»»
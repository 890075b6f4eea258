//! Per-user application state
//!
//! [`AppContext`] owns the signed-in user's expense list and budget goal,
//! keeps them in step with the document store, and answers the read-only
//! questions (summary, budget status, filtered listing, chart) through the
//! pure functions in `reports` and `services`.
//!
//! Every mutation updates memory first and then writes the whole document
//! back. A failed write is not rolled back: the result carries
//! [`SaveStatus::Unsaved`], the context is marked dirty and [`AppContext::sync`]
//! retries later. The audit entry is written last; if that fails the change
//! still stands and the report carries the audit error.

use chrono::NaiveDate;
use serde_json::json;

use crate::audit::{AuditEntry, AuditLogger, EntityType};
use crate::error::{BuddyError, BuddyResult};
use crate::models::{parse_positive_amount, Expense, ExpenseDraft, InputField, Money, UserId};
use crate::reports::{ChartData, ExpenseSummary};
use crate::services::{evaluate_budget, filter_expenses, BudgetStatus, ExpenseFilter};
use crate::storage::{
    DocKey, DocumentStore, ExpensesDocument, SettingsDocument, StoreError, StoreResult,
};

/// Outcome of the write that follows a mutation
#[derive(Debug, Clone, PartialEq, Eq)]
pub enum SaveStatus {
    /// The store accepted the new snapshot
    Saved,
    /// The change is kept in memory only; call `sync` to retry
    Unsaved(StoreError),
}

impl SaveStatus {
    pub fn is_saved(&self) -> bool {
        matches!(self, Self::Saved)
    }

    /// The write error, if the save failed
    pub fn error(&self) -> Option<&StoreError> {
        match self {
            Self::Saved => None,
            Self::Unsaved(e) => Some(e),
        }
    }
}

/// Result of a successful mutation
#[derive(Debug, Clone, PartialEq, Eq)]
pub struct MutationReport<T> {
    /// What the mutation produced or removed
    pub value: T,
    pub save: SaveStatus,
    /// Why the audit entry could not be written, if it wasn't
    pub audit_error: Option<String>,
}

#[derive(Debug, Default, Clone, Copy)]
struct Pending {
    expenses: bool,
    settings: bool,
}

/// The signed-in user's data and its link to the store
pub struct AppContext<S: DocumentStore> {
    store: S,
    user: UserId,
    expenses: Vec<Expense>,
    budget_goal: Option<Money>,
    loaded: bool,
    pending: Pending,
    audit: Option<AuditLogger>,
}

impl<S: DocumentStore> AppContext<S> {
    /// Create an empty, not yet loaded context for `user`
    pub fn new(store: S, user: UserId) -> Self {
        Self {
            store,
            user,
            expenses: Vec::new(),
            budget_goal: None,
            loaded: false,
            pending: Pending::default(),
            audit: None,
        }
    }

    /// Record mutations in this audit log
    pub fn with_audit(mut self, logger: AuditLogger) -> Self {
        self.audit = Some(logger);
        self
    }

    /// Read both documents from the store
    ///
    /// On failure the context is left empty and unloaded, and mutations are
    /// refused until a later `load` succeeds.
    pub fn load(&mut self) -> StoreResult<()> {
        let loaded = ExpensesDocument::load(&self.store, &self.user).and_then(|expenses| {
            SettingsDocument::load(&self.store, &self.user).map(|settings| (expenses, settings))
        });

        match loaded {
            Ok((expenses, settings)) => {
                self.expenses = expenses.list;
                self.budget_goal = settings.budget_goal;
                self.loaded = true;
                self.pending = Pending::default();
                Ok(())
            }
            Err(e) => {
                self.expenses.clear();
                self.budget_goal = None;
                self.loaded = false;
                self.pending = Pending::default();
                Err(e)
            }
        }
    }

    pub fn user(&self) -> &UserId {
        &self.user
    }

    pub fn store(&self) -> &S {
        &self.store
    }

    pub fn is_loaded(&self) -> bool {
        self.loaded
    }

    /// Whether some change has not reached the store yet
    pub fn is_dirty(&self) -> bool {
        self.pending.expenses || self.pending.settings
    }

    /// All expenses in entry order
    pub fn expenses(&self) -> &[Expense] {
        &self.expenses
    }

    pub fn budget_goal(&self) -> Option<Money> {
        self.budget_goal
    }

    /// Find an expense by full id or short display form
    pub fn find_expense(&self, id: &str) -> Option<&Expense> {
        self.expenses.iter().find(|e| e.id.matches(id))
    }

    /// Aggregates over the full expense list
    pub fn summary(&self, today: NaiveDate) -> ExpenseSummary {
        ExpenseSummary::compute(&self.expenses, today)
    }

    pub fn budget_status(&self, today: NaiveDate) -> BudgetStatus {
        evaluate_budget(&self.expenses, self.budget_goal, today)
    }

    pub fn filtered(&self, filter: &ExpenseFilter) -> Vec<&Expense> {
        filter_expenses(&self.expenses, filter)
    }

    pub fn chart(&self) -> ChartData {
        ChartData::from_expenses(&self.expenses)
    }

    /// Validate a draft and append the new expense
    ///
    /// A validation failure leaves the list untouched.
    pub fn add_expense(&mut self, draft: &ExpenseDraft) -> BuddyResult<MutationReport<Expense>> {
        self.ensure_loaded()?;
        let expense = draft.validate()?;

        self.expenses.push(expense.clone());
        let save = self.persist_expenses();

        let audit_error = self.record(AuditEntry::create(
            EntityType::Expense,
            expense.id.to_string(),
            Some(expense.title.clone()),
            &expense,
        ));

        Ok(MutationReport {
            value: expense,
            save,
            audit_error,
        })
    }

    /// Remove the expense with the given id (full or short form)
    pub fn delete_expense(&mut self, id: &str) -> BuddyResult<MutationReport<Expense>> {
        self.ensure_loaded()?;
        let index = self
            .expenses
            .iter()
            .position(|e| e.id.matches(id))
            .ok_or_else(|| BuddyError::expense_not_found(id.trim()))?;

        let removed = self.expenses.remove(index);
        let save = self.persist_expenses();

        let audit_error = self.record(AuditEntry::delete(
            EntityType::Expense,
            removed.id.to_string(),
            Some(removed.title.clone()),
            &removed,
        ));

        Ok(MutationReport {
            value: removed,
            save,
            audit_error,
        })
    }

    /// Set the monthly budget goal from user input
    ///
    /// The goal must be strictly positive.
    pub fn set_budget_goal(&mut self, input: &str) -> BuddyResult<MutationReport<Money>> {
        self.ensure_loaded()?;
        let goal = parse_positive_amount(input, InputField::BudgetGoal)?;

        let previous = self.budget_goal.replace(goal);
        let save = self.persist_settings();

        let audit_error = self.record(AuditEntry::update(
            EntityType::BudgetGoal,
            self.user.to_string(),
            None,
            &previous.map(|m| m.as_f64()),
            &Some(goal.as_f64()),
            Some(format!(
                "budgetGoal: {} -> {}",
                previous.map_or_else(|| "none".to_string(), |m| m.format_plain()),
                goal.format_plain()
            )),
        ));

        Ok(MutationReport {
            value: goal,
            save,
            audit_error,
        })
    }

    /// Remove the budget goal, returning the previous one
    pub fn clear_budget_goal(&mut self) -> BuddyResult<MutationReport<Option<Money>>> {
        self.ensure_loaded()?;
        let previous = self.budget_goal.take();
        let save = self.persist_settings();

        let audit_error = previous.and_then(|goal| {
            self.record(AuditEntry::delete(
                EntityType::BudgetGoal,
                self.user.to_string(),
                None,
                &goal.as_f64(),
            ))
        });

        Ok(MutationReport {
            value: previous,
            save,
            audit_error,
        })
    }

    /// Delete every document the user owns
    ///
    /// Works on an unloaded context too, so unreadable data can be cleared.
    /// If the store refuses, memory is left as it was.
    pub fn reset_all(&mut self) -> BuddyResult<MutationReport<()>> {
        let before = json!({
            "expenses": self.expenses.len(),
            "budgetGoal": self.budget_goal.map(|m| m.as_f64()),
        });

        for key in DocKey::all() {
            self.store.delete(&self.user, *key)?;
        }

        self.expenses.clear();
        self.budget_goal = None;
        self.loaded = true;
        self.pending = Pending::default();

        let audit_error = self.record(AuditEntry::delete(
            EntityType::UserData,
            self.user.to_string(),
            None,
            &before,
        ));

        Ok(MutationReport {
            value: (),
            save: SaveStatus::Saved,
            audit_error,
        })
    }

    /// Retry any writes that failed earlier
    pub fn sync(&mut self) -> StoreResult<()> {
        if self.pending.expenses {
            self.persist_expenses().into_result()?;
        }
        if self.pending.settings {
            self.persist_settings().into_result()?;
        }
        Ok(())
    }

    fn ensure_loaded(&self) -> BuddyResult<()> {
        if self.loaded {
            Ok(())
        } else {
            Err(BuddyError::NotLoaded)
        }
    }

    fn persist_expenses(&mut self) -> SaveStatus {
        let doc = ExpensesDocument {
            list: self.expenses.clone(),
        };
        let status = SaveStatus::from(doc.save(&self.store, &self.user));
        self.pending.expenses = !status.is_saved();
        status
    }

    fn persist_settings(&mut self) -> SaveStatus {
        let doc = SettingsDocument {
            budget_goal: self.budget_goal,
        };
        let status = SaveStatus::from(doc.save(&self.store, &self.user));
        self.pending.settings = !status.is_saved();
        status
    }

    /// Append to the audit log; a failure is reported, never propagated
    fn record(&self, entry: AuditEntry) -> Option<String> {
        let logger = self.audit.as_ref()?;
        logger.log(&entry.by(self.user)).err().map(|e| e.to_string())
    }
}

impl From<StoreResult<()>> for SaveStatus {
    fn from(result: StoreResult<()>) -> Self {
        match result {
            Ok(()) => Self::Saved,
            Err(e) => Self::Unsaved(e),
        }
    }
}

impl SaveStatus {
    fn into_result(self) -> StoreResult<()> {
        match self {
            Self::Saved => Ok(()),
            Self::Unsaved(e) => Err(e),
        }
    }
}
««
Task to carry out:
Which lines hold the word "BuddyResult"? Return all of them from the records above.

Exercise output:
use crate::error::{BuddyError, BuddyResult};
    pub fn add_expense(&mut self, draft: &ExpenseDraft) -> BuddyResult<MutationReport<Expense>> {
    pub fn delete_expense(&mut self, id: &str) -> BuddyResult<MutationReport<Expense>> {
    pub fn set_budget_goal(&mut self, input: &str) -> BuddyResult<MutationReport<Money>> {
    pub fn clear_budget_goal(&mut self) -> BuddyResult<MutationReport<Option<Money>>> {
    pub fn reset_all(&mut self) -> BuddyResult<MutationReport<()>> {
    fn ensure_loaded(&self) -> BuddyResult<()> {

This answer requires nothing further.